How To Make Better Decisions

How To Make Better Decisions

How do you make your toughest decisions? Write a pro/con list? Go with your gut? Have your own system that you’ve perfected over the years?

If you don’t have a system that works for you, this article by Steven Johnson in the New York Times has some quality suggestions for improving your decision-making process. Here are some of the main takeaways:

Think Through All of the Alternatives

Often when making a decision, for example, whether to take a new job or not, we think of it as an either/or decision: We’ll take this job, or we’ll stay in the one we have. It’s at the heart of the standard pro/con list. But Johnson’s article stresses the importance of working through more than just these two options.

According to Johnson, a business school professor named Paul Nutt performed research on decision-making over many years. Professor Nutt found that there’s “a strong correlation between the number of alternatives deliberated and the ultimate success of the decision itself.”

In one of his studies, Professor Nutt found that participants who considered only one alternative ultimately judged their decision a failure more than 50 per cent of the time, while decisions that involved contemplating at least two alternatives were felt to be successes two-thirds of the time.
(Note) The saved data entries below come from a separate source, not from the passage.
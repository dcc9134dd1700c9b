//! Switchyard Observer - Cluster Topology Propagation
//!
//! Polls the pg_auto_failover monitor for the current primary and
//! secondaries and pushes the result to every service replica listed in the
//! service registry.
//!
//! ```ignore
//! let (shutdown_tx, shutdown_rx) = watch::channel(false);
//! let handle = tokio::spawn(observer.run(config.poll_interval, shutdown_rx));
//! // On shutdown
//! let _ = shutdown_tx.send(true);
//! let metrics = handle.await?;
//! ```

pub mod autoctl;
pub mod config;
pub mod error;
pub mod observer;
pub mod pusher;

pub use autoctl::{parse_autoctl_state, ClusterManager, PgAutoctlManager};
pub use config::ObserverConfig;
pub use error::{ObserverError, ObserverResult, ParseError, PushError};
pub use observer::{CycleReport, Observer, ObserverMetrics, ObserverSnapshot};
pub use pusher::{HttpTopologyPusher, TopologyPusher};
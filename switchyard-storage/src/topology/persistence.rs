//! Durable storage for the topology record.

use std::sync::Mutex;

use switchyard_core::{TopologyError, TopologyRecord};

/// Fixed key the topology record is stored under.
pub const TOPOLOGY_RECORD_KEY: &str = "db_connections";

/// Loads and saves the single topology record of an instance.
///
/// Calls are synchronous and small; callers on the async runtime should run
/// them off the reactor if the backend touches disk.
pub trait TopologyPersistence: Send + Sync {
    /// The last saved record, or `None` if nothing was ever saved.
    fn load(&self) -> Result<Option<TopologyRecord>, TopologyError>;

    /// Replace the saved record.
    fn save(&self, record: &TopologyRecord) -> Result<(), TopologyError>;
}

/// Keeps the record in memory only. Used when no store path is configured.
#[derive(Debug, Default)]
pub struct MemoryTopologyPersistence {
    record: Mutex<Option<TopologyRecord>>,
}

impl MemoryTopologyPersistence {
    pub fn new() -> Self {
        Self::default()
    }
}

impl TopologyPersistence for MemoryTopologyPersistence {
    fn load(&self) -> Result<Option<TopologyRecord>, TopologyError> {
        let guard = self.record.lock().map_err(|_| TopologyError::Persistence {
            reason: "topology record lock poisoned".to_string(),
        })?;
        Ok(guard.clone())
    }

    fn save(&self, record: &TopologyRecord) -> Result<(), TopologyError> {
        let mut guard = self.record.lock().map_err(|_| TopologyError::Persistence {
            reason: "topology record lock poisoned".to_string(),
        })?;
        *guard = Some(record.clone());
        Ok(())
    }
}
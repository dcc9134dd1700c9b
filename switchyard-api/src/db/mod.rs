//! Relational sessions and topology-aware routing.
//!
//! A [`DbSession`] is one open connection to one cluster node, carrying the
//! domain operations the services need. A [`Connector`] opens sessions against
//! a connection string; the [`ConnectionRouter`] decides which node to open
//! them on and hands them out as [`ScopedSession`] guards.

pub mod memory;
pub mod postgres;
pub mod router;

use async_trait::async_trait;
use switchyard_core::{
    Booking, BookingId, BookingPatch, BookingReceipt, CancellationReceipt, ConnectionString,
    Lobby, LobbyId, NewBooking, NewLobby, NewTrain, StorageError, Train, TrainId, TrainPatch,
};

pub use memory::MemoryConnector;
pub use postgres::{PgConnector, PgConnectorConfig};
pub use router::{ConnectionRouter, Role, ScopedSession};

/// Tables every replica expects on the primary. Idempotent.
pub const SCHEMA: &str = r#"
CREATE TABLE IF NOT EXISTS trains (
    id SERIAL PRIMARY KEY,
    route VARCHAR(100) NOT NULL,
    departure_time TIMESTAMPTZ NOT NULL,
    arrival_time TIMESTAMPTZ NOT NULL,
    available_seats INTEGER NOT NULL CHECK (available_seats >= 0 AND available_seats <= 400)
);
CREATE INDEX IF NOT EXISTS idx_trains_route ON trains (route);

CREATE TABLE IF NOT EXISTS bookings (
    id SERIAL PRIMARY KEY,
    train_id INTEGER NOT NULL REFERENCES trains (id) ON DELETE CASCADE,
    user_credentials VARCHAR(100) NOT NULL,
    UNIQUE (train_id, user_credentials)
);

CREATE TABLE IF NOT EXISTS lobbies (
    id SERIAL PRIMARY KEY,
    train_id INTEGER NOT NULL UNIQUE,
    status VARCHAR(32) NOT NULL DEFAULT 'active'
);
"#;

/// One open connection to one node.
///
/// Multi-statement operations (`book_seat`, `cancel_booking`) run in a single
/// transaction: either every row changes or none does.
#[async_trait]
pub trait DbSession: Send {
    /// Create the tables if they do not exist yet.
    async fn ensure_schema(&mut self) -> Result<(), StorageError>;

    async fn list_trains(&mut self) -> Result<Vec<Train>, StorageError>;
    async fn get_train(&mut self, id: TrainId) -> Result<Train, StorageError>;
    async fn insert_train(&mut self, new: &NewTrain) -> Result<Train, StorageError>;

    /// Apply `patch`, returning the train before and after.
    async fn update_train(
        &mut self,
        id: TrainId,
        patch: &TrainPatch,
    ) -> Result<(Train, Train), StorageError>;

    /// Delete a train and, with it, its bookings.
    async fn delete_train(&mut self, id: TrainId) -> Result<Train, StorageError>;

    async fn list_bookings(&mut self) -> Result<Vec<Booking>, StorageError>;
    async fn get_booking(&mut self, id: BookingId) -> Result<Booking, StorageError>;

    /// Take one seat on the train and record the booking.
    ///
    /// Fails with `NotFound` if the train does not exist and `Conflict` if the
    /// user already holds a booking on it or no seats are left.
    async fn book_seat(&mut self, new: &NewBooking) -> Result<BookingReceipt, StorageError>;

    async fn update_booking(
        &mut self,
        id: BookingId,
        patch: &BookingPatch,
    ) -> Result<Booking, StorageError>;

    /// Delete the booking and give its seat back to the train.
    async fn cancel_booking(&mut self, id: BookingId) -> Result<CancellationReceipt, StorageError>;

    async fn list_lobbies(&mut self) -> Result<Vec<Lobby>, StorageError>;
    async fn get_lobby(&mut self, id: LobbyId) -> Result<Lobby, StorageError>;

    /// Fails with `Conflict` if a lobby for the train already exists.
    async fn insert_lobby(&mut self, new: &NewLobby) -> Result<Lobby, StorageError>;

    async fn delete_lobby(&mut self, id: LobbyId) -> Result<Lobby, StorageError>;
}

/// Opens sessions. No connection outlives the session it backs.
#[async_trait]
pub trait Connector: Send + Sync {
    async fn connect(&self, target: &ConnectionString) -> Result<Box<dyn DbSession>, StorageError>;
}

pub(crate) fn not_found(entity: &'static str, id: i32) -> StorageError {
    StorageError::NotFound {
        entity,
        id: i64::from(id),
    }
}
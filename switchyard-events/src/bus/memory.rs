//! In-process exchange built on per-key broadcast channels.

use std::collections::HashMap;
use std::sync::Mutex;

use async_trait::async_trait;
use futures_util::stream::{self, StreamExt};
use switchyard_core::{BusError, ResourceEvent};
use tokio::sync::broadcast;

use super::{BusBinding, EventBus, DEFAULT_EXCHANGE};

const DEFAULT_BINDING_CAPACITY: usize = 256;

pub struct InMemoryEventBus {
    exchange: String,
    capacity: usize,
    channels: Mutex<HashMap<String, broadcast::Sender<ResourceEvent>>>,
}

impl Default for InMemoryEventBus {
    fn default() -> Self {
        Self::new(DEFAULT_EXCHANGE)
    }
}

impl InMemoryEventBus {
    pub fn new(exchange: impl Into<String>) -> Self {
        Self {
            exchange: exchange.into(),
            capacity: DEFAULT_BINDING_CAPACITY,
            channels: Mutex::new(HashMap::new()),
        }
    }

    /// Per-binding buffer. A binding that falls this far behind skips ahead.
    pub fn with_capacity(mut self, capacity: usize) -> Self {
        self.capacity = capacity.max(1);
        self
    }

    /// Number of live bindings on `routing_key`.
    pub fn binding_count(&self, routing_key: &str) -> usize {
        self.channels
            .lock()
            .ok()
            .and_then(|channels| channels.get(routing_key).map(|tx| tx.receiver_count()))
            .unwrap_or(0)
    }

    /// End every binding on `routing_key`, as if the broker connection dropped.
    pub fn close_bindings(&self, routing_key: &str) {
        if let Ok(mut channels) = self.channels.lock() {
            channels.remove(routing_key);
        }
    }

    fn lock(
        &self,
    ) -> Result<std::sync::MutexGuard<'_, HashMap<String, broadcast::Sender<ResourceEvent>>>, BusError>
    {
        self.channels.lock().map_err(|_| BusError::Unreachable {
            reason: "exchange lock poisoned".to_string(),
        })
    }
}

#[async_trait]
impl EventBus for InMemoryEventBus {
    fn exchange(&self) -> &str {
        &self.exchange
    }

    async fn publish(&self, routing_key: &str, payload: &str) -> Result<(), BusError> {
        let mut channels = self.lock()?;
        let Some(tx) = channels.get(routing_key) else {
            tracing::trace!(routing_key, "No bindings, message dropped");
            return Ok(());
        };

        if tx.send(ResourceEvent::new(routing_key, payload)).is_err() {
            // Every binding went away since the last publish.
            channels.remove(routing_key);
            tracing::trace!(routing_key, "No bindings, message dropped");
        }
        Ok(())
    }

    async fn bind(&self, routing_key: &str) -> Result<BusBinding, BusError> {
        let rx = {
            let mut channels = self.lock()?;
            channels
                .entry(routing_key.to_string())
                .or_insert_with(|| broadcast::channel(self.capacity).0)
                .subscribe()
        };

        let key = routing_key.to_string();
        let binding = stream::unfold(rx, move |mut rx| {
            let key = key.clone();
            async move {
                loop {
                    match rx.recv().await {
                        Ok(event) => return Some((event, rx)),
                        Err(broadcast::error::RecvError::Lagged(skipped)) => {
                            tracing::warn!(routing_key = %key, skipped, "Binding lagged, messages skipped");
                        }
                        Err(broadcast::error::RecvError::Closed) => return None,
                    }
                }
            }
        });
        Ok(binding.boxed())
    }
}

#[cfg(test)]
mod tests {
    use super::*;

    #[tokio::test]
    async fn test_exact_key_routing() -> Result<(), BusError> {
        let bus = InMemoryEventBus::default();
        let mut trains_42 = bus.bind("42").await?;
        let mut trains_421 = bus.bind("421").await?;

        bus.publish("42", "hello").await?;
        bus.publish("421", "other").await?;

        assert_eq!(trains_42.next().await.map(|e| e.payload), Some("hello".to_string()));
        assert_eq!(trains_421.next().await.map(|e| e.payload), Some("other".to_string()));
        Ok(())
    }

    #[tokio::test]
    async fn test_publish_without_bindings_is_dropped() -> Result<(), BusError> {
        let bus = InMemoryEventBus::default();
        bus.publish("7", "nobody listens").await?;

        let mut binding = bus.bind("7").await?;
        bus.publish("7", "now").await?;
        assert_eq!(binding.next().await.map(|e| e.payload), Some("now".to_string()));
        Ok(())
    }

    #[tokio::test]
    async fn test_fifo_per_key() -> Result<(), BusError> {
        let bus = InMemoryEventBus::default();
        let mut binding = bus.bind("1").await?;
        for i in 0..20 {
            bus.publish("1", &i.to_string()).await?;
        }
        for i in 0..20 {
            assert_eq!(binding.next().await.map(|e| e.payload), Some(i.to_string()));
        }
        Ok(())
    }

    #[tokio::test]
    async fn test_binding_count_tracks_drops() -> Result<(), BusError> {
        let bus = InMemoryEventBus::default();
        let a = bus.bind("9").await?;
        let b = bus.bind("9").await?;
        assert_eq!(bus.binding_count("9"), 2);
        drop(a);
        assert_eq!(bus.binding_count("9"), 1);
        drop(b);
        assert_eq!(bus.binding_count("9"), 0);
        Ok(())
    }

    #[tokio::test]
    async fn test_close_bindings_ends_stream() -> Result<(), BusError> {
        let bus = InMemoryEventBus::default();
        let mut binding = bus.bind("3").await?;
        bus.close_bindings("3");
        assert!(binding.next().await.is_none());
        Ok(())
    }
}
One of the best way to add variety to your option pool is to ask a diverse array of people for their thoughts, writes Johnson. Homogeneity drives groupthink; that’s why studies have shown that companies with diverse boards and/or employee teams often perform better than those composed of the same “type” of person.

They may see things that you do not because they have different experiences and skill sets to pull from to aid your decision-making. Homogenous groups, on the other hand, “don’t question their assumptions.”

Try Scenario Planning

For your most important decisions, rather than making that simple pro/con list mentioned above, try something a bit more involved. Tell yourself three different stories: “Concoct one story where things get better, one where they get worse, and one where they get weird,” suggests Johnson.
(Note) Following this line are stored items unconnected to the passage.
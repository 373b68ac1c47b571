use crate::themes::Theme;
use label_core::formatting::format_count;
use label_core::models::Progress;
use ratatui::text::{Line, Span};

/// Configuration controlling visual appearance of a progress bar.
pub struct ProgressBarConfig {
    /// Total width in terminal columns of the bar portion (excluding label).
    pub width: u16,
    /// Character used to fill the completed portion of the bar.
    pub filled_char: char,
    /// Character used to fill the empty portion of the bar.
    pub empty_char: char,
    /// Whether to append a percentage figure after the bar.
    pub show_percentage: bool,
    /// Whether to append the `completed / total` counts after the bar.
    pub show_counts: bool,
}

impl Default for ProgressBarConfig {
    fn default() -> Self {
        Self {
            width: 50,
            filled_char: '\u{2588}', // █  FULL BLOCK
            empty_char: '\u{2591}',  // ░  LIGHT SHADE
            show_percentage: true,
            show_counts: true,
        }
    }
}

// ── AnnotationProgressBar ────────────────────────────────────────────────────

/// Horizontal progress bar showing annotated points relative to the loaded
/// total.
///
/// Renders as a coloured fill + empty portion followed by a label with the
/// percentage and the `completed / total` counts formatted with thousands
/// separators.
pub struct AnnotationProgressBar<'a> {
    /// Share of points annotated, clamped to `[0.0, 100.0]`.
    pub percentage: f64,
    /// Completion counters being visualised.
    pub progress: Progress,
    /// Theme from which colour styles are taken.
    pub theme: &'a Theme,
    /// Visual configuration.
    pub config: ProgressBarConfig,
}

impl<'a> AnnotationProgressBar<'a> {
    /// Construct a new bar, computing the percentage automatically.
    pub fn new(progress: Progress, theme: &'a Theme) -> Self {
        Self {
            percentage: progress.percent().min(100.0),
            progress,
            theme,
            config: ProgressBarConfig::default(),
        }
    }

    /// Render the progress bar as a [`Line`] suitable for embedding in any
    /// ratatui widget that accepts `Line` values.
    pub fn to_line(&self) -> Line<'a> {
        let filled = ((self.percentage / 100.0) * self.config.width as f64) as u16;
        let empty = self.config.width.saturating_sub(filled);

        let bar_style = self.theme.progress_style(self.percentage);

        let filled_str: String =
            std::iter::repeat_n(self.config.filled_char, filled as usize).collect();
        let empty_str: String =
            std::iter::repeat_n(self.config.empty_char, empty as usize).collect();

        let label = format!(
            " {:.1}% ({}/{})",
            self.percentage,
            format_count(self.progress.completed),
            format_count(self.progress.total),
        );

        Line::from(vec![
            Span::styled(filled_str, bar_style),
            Span::styled(empty_str, self.theme.progress_empty),
            Span::styled(label, self.theme.progress_label),
        ])
    }
}

// ── Tests ─────────────────────────────────────────────────────────────────────
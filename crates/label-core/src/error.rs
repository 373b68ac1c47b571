use std::path::PathBuf;
use thiserror::Error;

/// All errors produced by geolabel.
#[derive(Error, Debug)]
pub enum LabelError {
    /// A file could not be opened or read from disk.
    #[error("Failed to read file {path}: {source}")]
    FileRead {
        path: PathBuf,
        #[source]
        source: std::io::Error,
    },

    /// Point input could not be parsed as delimited text.
    #[error("Failed to parse CSV: {0}")]
    CsvParse(String),

    /// A JSON document could not be parsed.
    #[error("Failed to parse JSON: {0}")]
    JsonParse(#[from] serde_json::Error),

    /// A configuration value is missing or invalid.
    #[error("Configuration error: {0}")]
    Config(String),

    /// Pass-through for any raw I/O error that does not carry a path.
    #[error(transparent)]
    Io(#[from] std::io::Error),

    /// Catch-all for errors from third-party crates via `anyhow`.
    #[error(transparent)]
    Other(#[from] anyhow::Error),
}

/// Convenience alias used throughout the geolabel crates.
pub type Result<T> = std::result::Result<T, LabelError>;
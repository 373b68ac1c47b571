//! Terminal UI layer for geolabel.
//!
//! Provides themes, the annotation progress bar, the screen header, the
//! annotate view, and the main application event loop built on top of
//! [`ratatui`] for labeling sample points in the terminal.

pub mod annotate_view;
pub mod app;
pub mod components;
pub mod themes;

pub use label_core as core;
So, for example, if you’re thinking of taking a new job, work through three different stories: How would the new job make your life better, how would it make it worse, and what happens if, for example, it makes your life better but your partner’s worse?

Write a “Pre-mortem”

“As the name suggests, the approach is a twist on the medical procedure of post-mortem analysis,” writes Johnson. Rather than a coroner figuring out why you “died” after your death, you’re thinking that through ahead of time. In terms of your decision, this means thinking through different ways ahead of time that it failed. So, to go back to the new job example, explain why you think it would be a failure in a few months’ or years’ time. This can be an enlightening way to think through possible negative consequences.

Writes Johnson:

It isn’t enough to simply ask yourself, ‘Are there any flaws here in this plan that I’m missing?’ By forcing yourself to imagine scenarios where the decision turned out to be a disastrous one, you can think your way around those blind spots and that false sense of confidence.
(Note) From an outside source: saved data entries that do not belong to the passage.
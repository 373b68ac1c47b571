use crate::themes::Theme;
use ratatui::text::{Line, Span};

/// Decorative accent string placed either side of the application title.
pub const ACCENT: &str = "· • ·";

/// Annotation screen header rendering four lines:
///
/// 1. Application title with accent decorations (ALL CAPS).
/// 2. A 60-column `=` separator.
/// 3. Source file and timezone information in `[ source | timezone ]` format.
/// 4. An empty line.
pub struct Header<'a> {
    /// Name of the loaded point file, or a placeholder when nothing is
    /// loaded.
    pub source: &'a str,
    /// Human-readable timezone string (e.g. "UTC", "America/New_York").
    pub timezone: &'a str,
    /// Theme providing colour styles for each part of the header.
    pub theme: &'a Theme,
}

impl<'a> Header<'a> {
    /// Construct a new header.
    pub fn new(source: &'a str, timezone: &'a str, theme: &'a Theme) -> Self {
        Self {
            source,
            timezone,
            theme,
        }
    }

    /// Render the header as a `Vec<Line>` containing exactly four lines.
    ///
    /// Every span owns its content, so the lines outlive the header.
    pub fn to_lines(&self) -> Vec<Line<'static>> {
        let separator = "=".repeat(60);

        vec![
            // Title line.
            Line::from(vec![
                Span::styled(ACCENT, self.theme.header_accent),
                Span::styled(" GEOLABEL POINT ANNOTATION ", self.theme.header),
                Span::styled(ACCENT, self.theme.header_accent),
            ]),
            // Separator line.
            Line::from(Span::styled(separator, self.theme.separator)),
            // Source / timezone info line.
            Line::from(vec![
                Span::styled("[ ", self.theme.label),
                Span::styled(self.source.to_string(), self.theme.value),
                Span::styled(" | ", self.theme.label),
                Span::styled(self.timezone.to_string(), self.theme.value),
                Span::styled(" ]", self.theme.label),
            ]),
            // Empty line.
            Line::from(""),
        ]
    }
}

// ── Tests ─────────────────────────────────────────────────────────────────────
use chrono::{DateTime, Utc};
use chrono_tz::Tz;
use tracing::warn;

// ── System timezone detection ─────────────────────────────────────────────────

/// Detect the IANA timezone name of the running system.
///
/// Uses the `iana-time-zone` crate directly. Falls back to `"UTC"` if
/// detection fails.
pub fn get_system_timezone() -> String {
    iana_time_zone::get_timezone().unwrap_or_else(|_| "UTC".to_string())
}

// ── TimezoneHandler ───────────────────────────────────────────────────────────

/// Converts annotation timestamps into the operator's display timezone.
pub struct TimezoneHandler {
    default_tz: Tz,
}

impl TimezoneHandler {
    /// Create a handler with the given IANA timezone name as the default.
    ///
    /// If `tz_name` is not a recognised IANA timezone, falls back to UTC
    /// and logs a warning.
    pub fn new(tz_name: &str) -> Self {
        let tz = tz_name.parse::<Tz>().unwrap_or_else(|_| {
            warn!(
                "TimezoneHandler: unrecognised timezone \"{}\", falling back to UTC",
                tz_name
            );
            Tz::UTC
        });
        Self { default_tz: tz }
    }

    /// Validate that `tz_name` is a recognised IANA timezone identifier.
    pub fn validate_timezone(tz_name: &str) -> bool {
        tz_name.parse::<Tz>().is_ok()
    }

    /// Convert a UTC [`DateTime`] into the handler's display timezone.
    pub fn to_local(&self, dt: DateTime<Utc>) -> DateTime<Tz> {
        dt.with_timezone(&self.default_tz)
    }

    /// Format a UTC [`DateTime`] for display in the handler's timezone.
    ///
    /// * `twelve_hour = true`  → `"2024-06-01 02:30 PM"`.
    /// * `twelve_hour = false` → `"2024-06-01 14:30"`.
    pub fn format_local(&self, dt: DateTime<Utc>, twelve_hour: bool) -> String {
        let local = self.to_local(dt);
        if twelve_hour {
            local.format("%Y-%m-%d %I:%M %p").to_string()
        } else {
            local.format("%Y-%m-%d %H:%M").to_string()
        }
    }

    /// Expose the configured display timezone.
    pub fn default_tz(&self) -> Tz {
        self.default_tz
    }
}

// ── 12-hour / 24-hour format detection ───────────────────────────────────────

/// IANA country codes whose users conventionally use 12-hour clock format.
const TWELVE_HOUR_COUNTRIES: &[&str] = &[
    "US", "CA", "AU", "NZ", "PH", "IN", "EG", "SA", "AE", "PK", "BD", "MY", "MX", "CO",
];

/// Decide whether to use 12-hour clock display.
///
/// Priority:
/// 1. `explicit` `"12h"` → `true`, `"24h"` → `false`.
/// 2. Country derived from `timezone` (e.g. `"America/New_York"` → `"US"`).
/// 3. Default: 24-hour.
pub fn detect_time_format(timezone: Option<&str>, explicit: Option<&str>) -> bool {
    if let Some(fmt) = explicit {
        match fmt.to_lowercase().as_str() {
            "12h" => return true,
            "24h" => return false,
            _ => {} // fall through
        }
    }

    let tz_to_check = timezone
        .map(|s| s.to_string())
        .unwrap_or_else(get_system_timezone);

    if let Some(country) = country_from_timezone(&tz_to_check) {
        return TWELVE_HOUR_COUNTRIES.contains(&country);
    }

    false
}

/// Heuristic: map a standard IANA timezone string such as
/// `"America/New_York"` or `"Australia/Sydney"` to a 2-letter country code.
fn country_from_timezone(tz: &str) -> Option<&'static str> {
    let lower = tz.to_lowercase();

    if lower.starts_with("america/") {
        const CA_CITIES: &[&str] = &[
            "toronto",
            "vancouver",
            "montreal",
            "edmonton",
            "winnipeg",
            "halifax",
            "regina",
            "st_johns",
        ];
        let city = lower.trim_start_matches("america/");
        if CA_CITIES.contains(&city) {
            return Some("CA");
        }
        if city == "mexico_city" {
            return Some("MX");
        }
        if city == "bogota" {
            return Some("CO");
        }
        return Some("US");
    }

    if lower.starts_with("australia/") {
        return Some("AU");
    }
    if lower.starts_with("pacific/auckland") || lower.starts_with("pacific/chatham") {
        return Some("NZ");
    }
    if lower.starts_with("asia/manila") {
        return Some("PH");
    }
    if lower.starts_with("asia/kolkata") || lower.starts_with("asia/calcutta") {
        return Some("IN");
    }
    if lower.starts_with("asia/karachi") {
        return Some("PK");
    }
    if lower.starts_with("asia/dhaka") {
        return Some("BD");
    }
    if lower.starts_with("asia/kuala_lumpur") || lower.starts_with("asia/kuching") {
        return Some("MY");
    }
    if lower.starts_with("africa/cairo") {
        return Some("EG");
    }
    if lower.starts_with("asia/riyadh") {
        return Some("SA");
    }
    if lower.starts_with("asia/dubai") {
        return Some("AE");
    }

    None
}

// ── Tests ─────────────────────────────────────────────────────────────────────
Create a Better Pro/Con List

If you’re still at an impasse, then try writing a more nuanced pro/con list. Here’s what he suggests:

  • Write down the values that are most important (for the new job example, that might include freedom, doing work that inspires you, collaborating with smart people, making money, etc.).

  • Weight each value. Give them “a numerical measure of its importance to you.” For example, something between 1 and 10, or 0 and 1.

  • Grade each of the scenarios you’ve developed “in terms of how it addresses each of your core values, on a scale of 1 to 100.” For example, your new job might be a remote position, which would score well for your “freedom” value, but score poorly for your “collaboration” value.

  • Then, “multiply each grade by the weight of each value and add up the numbers for each scenario,” writes Johnson. “The scenario with the highest score wins.”

Ideally, these exercises will help you see and consider new angles for each of your options. Then, you can make a truly informed decision that you won’t come to regret.